Вращался я тогда среди людей, прямо скажем, не слишком интеллигентных, далёких от театра. Родители в театр не ходили, из ребят, моих друзей, тоже никто его не посещал, не стремился к этим посещениям и не мечтал стать ни актёром, ни музыкантом, ни поэтом.

Но, когда я учился в девятом классе, у нас возник кружок любителей театра. Один из ребят, входивших в него, писал стихи, увлекался поэзией – так я узнал стихи Есенина. Кружок вскоре стал называться драматической студией, я пришёл туда, когда началась работа над «Оводом» Войнич, и сразу понял: дело поставлено серьёзно. Репетировали часто: на дому то у одного, то у другого, и даже в пекарне. Всё делалось с большой верой и сознанием необходимости подготовить спектакль для омичей. Руководил нами Лёня Саргун, бывший ученик девятого класса; администратор студии, фамилию которого не помню, играл Монтанелли. Мне дали роль друга Овода – Галли. Разрешили нам показать спектакль в Доме связи имени Подбельского. На свои деньги мы взяли напрокат костюмы, сделали оформление. Перед спектаклем мне вручили сигару: мой Галли курил, я – тоже, но сигару – никогда. Поэтому очень важный, в визитке, загримированный, сидя в кресле, я затянулся перед нужной фразой и долго не мог ничего вымолвить. После спектакля в газете «Рабочий путь» появилась заметка «Овод» в клубе». Смысл её был такой: студийцев надо поддержать, среди них есть талантливые люди. И нас действительно поддержали: выделили для занятий комнату в школе имени Серпа и Молота. Готовили спектакль о скрытых врагах в селе. Сделали макет дома, у которого крыша красная, а нижняя часть – чёрная, что означало: маскируются люди, вредные для советской власти. Оценивать макет пригласили Давида Моисеевича Манского, ассистента режиссёра городского театра, мнение которого мы высоко ценили. Потом поставили «Остров сокровищ» Стивенсона.

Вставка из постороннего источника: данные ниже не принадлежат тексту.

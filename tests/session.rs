//! End-to-end session tests: load a container, run it, observe the streams.
//!
//! The programs here are hand-assembled 68000, laid out with the in-test
//! container builder. Library bases are the fixed stub addresses of the
//! default 1 MiB layout: exec at 0xFF000, dos at 0xFE000, door at 0xFD000.

use std::time::Duration;

use amidoor::{DoorSession, Error, SessionConfig, SessionState};

mod builders;
use builders::ContainerBuilder;


#[test]
fn hello_from_amiga_via_dos_write() {
    // movea.l #dos,a6 ; jsr -60(a6)   Output() -> d0
    // move.l d0,d1    ; move.l #msg,d2 ; move.l #17,d3
    // jsr -48(a6)     Write(handle, msg, 17)
    // stop
    let data = ContainerBuilder::new()
        .code(&[
            0x2C7C, 0x000F, 0xE000, // movea.l #$FE000,a6
            0x4EAE, 0xFFC4, // jsr -60(a6)
            0x2200, // move.l d0,d1
            0x243C, 0x0000, 0x0000, // move.l #msg,d2 (relocated)
            0x263C, 0x0000, 0x0011, // move.l #17,d3
            0x4EAE, 0xFFD0, // jsr -48(a6)
            0x4E72, 0x2700, // stop
        ])
        .reloc(1, &[14])
        .data(b"Hello from Amiga!")
        .build();

    let mut session = DoorSession::new(SessionConfig::default()).unwrap();
    session.start_from_bytes(&data).unwrap();
    let state = session.run().unwrap();

    assert_eq!(state, SessionState::Completed);
    assert_eq!(session.take_output(), b"Hello from Amiga!");
}

#[test]
fn door_get_char_echo() {
    // movea.l #door,a6 ; jsr -18(a6)  GetChar -> d0
    // jsr -12(a6)  PutChar(d0) ; stop
    let data = ContainerBuilder::new()
        .code(&[
            0x2C7C, 0x000F, 0xD000, // movea.l #$FD000,a6
            0x4EAE, 0xFFEE, // jsr -18(a6)
            0x4EAE, 0xFFF4, // jsr -12(a6)
            0x4E72, 0x2700,
        ])
        .build();

    let mut session = DoorSession::new(SessionConfig::default()).unwrap();
    session.queue_input(b"A");
    session.start_from_bytes(&data).unwrap();
    let state = session.run().unwrap();

    assert_eq!(state, SessionState::Completed);
    assert_eq!(session.take_output(), b"A");
}

#[test]
fn infinite_loop_times_out_and_terminate_is_idempotent() {
    // bra.s -2 — a branch to itself
    let data = ContainerBuilder::new().code(&[0x60FE]).build();

    let config = SessionConfig::new()
        .timeout(Duration::from_millis(50))
        .cycles_per_slice(1_000);
    let mut session = DoorSession::new(config).unwrap();
    session.start_from_bytes(&data).unwrap();

    let state = session.run().unwrap();
    assert_eq!(state, SessionState::TimedOut);
    assert!(session.cycles_run() > 0);

    session.terminate();
    assert_eq!(session.state(), SessionState::Terminated);
    session.terminate();
    assert_eq!(session.state(), SessionState::Terminated);
}

#[test]
fn unresolved_library_call_is_a_no_op_returning_zero() {
    // movea.l #$F0000,a6 — library space, but below no known base.
    // jsr -6(a6) ; jsr -12(a6) — both unresolved, both must return.
    // stop
    let data = ContainerBuilder::new()
        .code(&[
            0x2C7C, 0x000F, 0x0000, // movea.l #$F0000,a6
            0x4EAE, 0xFFFA, // jsr -6(a6)
            0x4EAE, 0xFFF4, // jsr -12(a6)
            0x4E72, 0x2700,
        ])
        .build();

    let mut session = DoorSession::new(SessionConfig::default()).unwrap();
    session.start_from_bytes(&data).unwrap();
    let state = session.run().unwrap();

    assert_eq!(state, SessionState::Completed);
    assert!(session.take_output().is_empty());
}

#[test]
fn malformed_binary_never_starts_the_session() {
    let mut session = DoorSession::new(SessionConfig::default()).unwrap();
    let result = session.start_from_bytes(&[0xDE, 0xAD, 0xBE, 0xEF]);
    assert!(matches!(result, Err(Error::Malformed { .. })));
    assert_eq!(session.state(), SessionState::Initializing);
}

#[test]
fn step_after_completion_is_an_invalid_state_error() {
    let data = ContainerBuilder::new().code(&[0x4E72, 0x2700]).build();
    let mut session = DoorSession::new(SessionConfig::default()).unwrap();
    session.start_from_bytes(&data).unwrap();
    session.run().unwrap();
    assert!(matches!(session.step(), Err(Error::InvalidState(_))));
}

Я играл комедийную роль барона. Мы танцевали, пели под музыку. Воспринимался этот спектакль прекрасно, в том числе и в одной из воинских частей, где я позже служил.

Занимались мы и гримом, и розыском материалов о МХАТе, о других театрах нашей страны. В двадцатые годы при каждом профсоюзном комитете действовали «Синие блузы» – агитационные коллективы, включавшие в свои программы сценки и стихи на злобу дня, лозунги, спортивные упражнения, танцы. В одной из них занимался и я, но коротко. «Синие блузы» меня не очень интересовали: я не мог быть на сцене самим собой, мне хотелось спрятаться за характер действующего лица.

Я так увлёкся театром, что о школе просто забыл. Родители об этом даже не подозревали, дома я чаще рассказывал о театре и пытался гримироваться. Когда зашла речь о моём будущем, отец сказал: «Пусть идёт в артисты. Может, любимцем публики будет». Я очень хотел поступить в институт театрального искусства – тогда и с девятью классами это было возможно.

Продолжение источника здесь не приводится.